Capítulo II de El Simbolismo del Templo
Cristiano, José J. de Olañeta, Editor; 2000; Palma de Mallorca.
Estas
observaciones sobre el doble simbolismo de los edificios religiosos nos van a
permitir aclarar la cuestión que hay que examinar, creemos, en primer lugar
porque condiciona a las demás: se trata del origen celeste del templo. En el
pensamiento tradicional, de hecho, la concepción del templo no se abandona a la
inspiración personal del arquitecto, sino que viene dada por Dios mismo. Dicho
de otro modo, el templo terreno se realiza según arquetipo celeste comunicado a
los hombres por mediación de un profeta, lo cual fundamenta la tradición
arquitectural legítima [1].
Así, los
diferentes santuarios del Antiguo Testamento fueron edificados siguiendo las
indicaciones de Dios. Se dice, a propósito de Besalel y Oliab, eligidos como
arquitectos del Arca de la Alianza, que Dios «los había llenado de un espíritu
de sabiduría, de inteligencia y de ciencia para toda suerte de obas, para
proyectar todo lo que puede hacerse» (Éx. 35, 34). Todo lo que atañe al templo
mosaico da lugar a prescripciones detalladas por parte del Señor: «Me harán un
santuario y Yo habitaré en medio de ellos. Lo harán conforme a todo lo que voy
a mostrar como modelo del tabernáculo y de todos sus utensilios…» (Éx. 25,
8-9).
David da a
su hijo Salomón las reglas recibidas de Dios que han de regir la construcción
del templo:
«David dio
a Salomón, su hijo, el modelo del pórtico, de sus dependencias y oficinas, de
las salas, de las cámaras y de la casa del propiciatorio, y también del modelo
de todas las cosas que le habían sido
inspiradas por el Espíritu que estaba con él…» (I Par. 28, 11-12).
«Tú me
ordenaste, dijo a Dios Salomón, edificar el Templo en Tu santo monte, y un
altar en la ciudad en la que moras, según el modelo del santo tabernáculo que Tú había preparado desde el comienzo…»
(Sab. 9, 8).
Por su
parte, Ezequiel recibe en una visión la descripción del templo que se ha
edificar; percibe un ser sobrenatural que sostiene una caña de medir, el cual
le da al profeta, al propio tiempo que su descripción, todas las medidas del
templo. Y, finalmente, dice Dios a Ezequiel: «Y tú, hijo de hombre, describe a
la casa de Israel este templo… Que midan su traza… Hazles ver la forma de este
templo, su disposición, sus salidas y sus entradas, todas sus figuras y todas
sus ordenaciones, todas sus formas y todas sus leyes; y ponlo por escrito ante
sus ojos para que guarden todas sus disposiciones y todas sus ordenaciones y
las pongan por obra» (Ez. 43, 10-11).
Podría
citarse todavía el caso del Arca de Noé, cuyas medidas, así como los detalles
de su construcción, fueron dadas por Dios (Gén. 6), porque el Arca es
considerada una imagen de la Iglesia y, por consiguiente, del templo visible.
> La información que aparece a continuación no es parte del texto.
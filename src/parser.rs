mod mermaid;
mod validate;

pub use mermaid::parse_mermaid;
pub use validate::{ValidationIssue, check_references, validate};

use crate::ir::DiagramNode;
use serde_json::Value;
use std::path::Path;
use thiserror::Error;

#[derive(Debug, Error)]
pub enum ParseError {
    #[error("invalid diagram document: {0}")]
    Json(#[from] serde_json::Error),
    #[error("invalid JSON: {0}")]
    Json5(#[from] json5::Error),
    #[error("invalid YAML: {0}")]
    Yaml(#[from] serde_yaml::Error),
    #[error("diagram failed validation:\n{}", format_issues(.0))]
    Invalid(Vec<ValidationIssue>),
    #[error("mermaid line {line}: {message}")]
    Mermaid { line: usize, message: String },
    #[error("input is empty")]
    Empty,
}

fn format_issues(issues: &[ValidationIssue]) -> String {
    issues
        .iter()
        .map(|issue| format!("  {issue}"))
        .collect::<Vec<_>>()
        .join("\n")
}

#[derive(Debug, Clone, Copy, PartialEq, Eq)]
pub enum InputFormat {
    Json,
    Yaml,
    Mermaid,
}

impl InputFormat {
    pub fn from_name(name: &str) -> Option<Self> {
        match name.to_ascii_lowercase().as_str() {
            "json" | "json5" => Some(Self::Json),
            "yaml" | "yml" => Some(Self::Yaml),
            "mermaid" | "mmd" => Some(Self::Mermaid),
            _ => None,
        }
    }
}

/// Pick a front-end from the file extension, falling back to the content.
pub fn detect_format(path: Option<&Path>, text: &str) -> InputFormat {
    if let Some(format) = path
        .and_then(|path| path.extension())
        .and_then(|ext| ext.to_str())
        .and_then(|ext| match ext.to_ascii_lowercase().as_str() {
            "mermaid" => Some(InputFormat::Mermaid),
            other => InputFormat::from_name(other),
        })
    {
        return format;
    }
    let trimmed = text.trim_start();
    if trimmed.starts_with('{') {
        return InputFormat::Json;
    }
    let first = text
        .lines()
        .map(str::trim)
        .find(|line| !line.is_empty() && !line.starts_with("%%"))
        .unwrap_or("");
    let lower = first.to_ascii_lowercase();
    if lower.starts_with("flowchart") || lower.starts_with("graph") {
        InputFormat::Mermaid
    } else {
        InputFormat::Yaml
    }
}

pub fn parse_input(text: &str, format: InputFormat) -> Result<DiagramNode, ParseError> {
    match format {
        InputFormat::Json => parse_json(text),
        InputFormat::Yaml => parse_yaml(text),
        InputFormat::Mermaid => parse_mermaid(text),
    }
}

/// Strict JSON first; relaxed JSON5 (comments, trailing commas) if that fails.
pub fn parse_json(text: &str) -> Result<DiagramNode, ParseError> {
    if text.trim().is_empty() {
        return Err(ParseError::Empty);
    }
    let value = match serde_json::from_str::<Value>(text) {
        Ok(value) => value,
        Err(strict) => {
            log::debug!(error:% = strict; "Strict JSON parse failed, retrying as JSON5");
            json5::from_str::<Value>(text)?
        }
    };
    from_document(value)
}

pub fn parse_yaml(text: &str) -> Result<DiagramNode, ParseError> {
    if text.trim().is_empty() {
        return Err(ParseError::Empty);
    }
    let value: Value = serde_yaml::from_str(text)?;
    from_document(value)
}

/// Validate a raw document, then convert it into a tree.
pub fn from_document(value: Value) -> Result<DiagramNode, ParseError> {
    let issues = validate(&value);
    if !issues.is_empty() {
        return Err(ParseError::Invalid(issues));
    }
    let tree: DiagramNode = serde_json::from_value(value)?;
    check_references(&tree);
    Ok(tree)
}

#[cfg(test)]
mod tests {
    use super::*;
    use crate::ir::{Border, ChildDirection, Content, Side};

    #[test]
    fn detects_format_by_extension_then_content() {
        assert_eq!(
            detect_format(Some(Path::new("a.yml")), "{}"),
            InputFormat::Yaml
        );
        assert_eq!(
            detect_format(Some(Path::new("a.mmd")), ""),
            InputFormat::Mermaid
        );
        assert_eq!(detect_format(None, "  {\"children\": []}"), InputFormat::Json);
        assert_eq!(
            detect_format(None, "%% comment\nflowchart LR\nA-->B"),
            InputFormat::Mermaid
        );
        assert_eq!(detect_format(None, "children:\n  - a"), InputFormat::Yaml);
    }

    #[test]
    fn parses_json_tree() {
        let text = r#"{
            "childDirection": "vertical",
            "children": [
                {"id": "a", "children": "Alpha", "border": "double", "shadow": true},
                {"id": "b", "children": ["one", "two"], "title": "B"}
            ],
            "connections": [{"from": "a", "to": "b", "label": "calls", "fromSide": "bottom"}]
        }"#;
        let tree = parse_json(text).unwrap();
        assert_eq!(tree.child_direction, ChildDirection::Vertical);
        let a = &tree.children()[0];
        assert_eq!(a.border, Border::Double);
        assert!(a.shadow);
        assert_eq!(a.content, Content::Text("Alpha".to_string()));
        let b = &tree.children()[1];
        assert_eq!(b.text_lines(), vec!["one", "two"]);
        assert_eq!(tree.connections[0].from_side, Some(Side::Bottom));
        assert_eq!(tree.connections[0].to_side, None);
    }

    #[test]
    fn relaxed_json_is_accepted() {
        let text = "{ // services\n children: [{ id: 'a', children: 'A', },], }";
        let tree = parse_json(text).unwrap();
        assert_eq!(tree.children().len(), 1);
    }

    #[test]
    fn broken_json_reports_a_syntax_error() {
        let err = parse_json("{\"children\": [").unwrap_err();
        assert!(matches!(err, ParseError::Json5(_)));
    }

    #[test]
    fn parses_yaml_tree() {
        let text = "children:\n  - id: a\n    children: A\n  - id: b\n    children: B\nconnections:\n  - from: a\n    to: b\n";
        let tree = parse_yaml(text).unwrap();
        assert_eq!(tree.children().len(), 2);
        assert_eq!(tree.connections.len(), 1);
    }

    #[test]
    fn invalid_documents_list_every_problem() {
        let text = r#"{"children": [{"border": "wavy", "width": 0}, 5], "connections": [{"from": 1}]}"#;
        let Err(ParseError::Invalid(issues)) = parse_json(text) else {
            panic!("expected validation failure");
        };
        let paths: Vec<&str> = issues.iter().map(|issue| issue.path.as_str()).collect();
        assert_eq!(
            paths,
            vec![
                "/children/0/border",
                "/children/0/width",
                "/children/1",
                "/connections/0/from",
                "/connections/0/to",
            ]
        );
    }

    #[test]
    fn empty_input_is_rejected() {
        assert!(matches!(parse_json("  "), Err(ParseError::Empty)));
        assert!(matches!(parse_yaml(""), Err(ParseError::Empty)));
        assert!(matches!(parse_mermaid("\n"), Err(ParseError::Empty)));
    }
}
La forma y las dimensiones del Arca fueron interpretadas por los primeros
Padres con un sentimiento claramente eclesial [2].
Pero
conocemos la objeción que se nos pondrá. Se nos dirá que está concepción era
cierta, quizá, por lo que respecta al templo de Jerusalén pero no por lo que
respecta a la iglesia cristiana. Existe en nuestros días una tendencia, entre
algunos liturgistas, a negarse a admitir cualquier vínculo entre el templo de
Jerusalén, y a fortiori todo templo no cristiano, y a la iglesia cristiana.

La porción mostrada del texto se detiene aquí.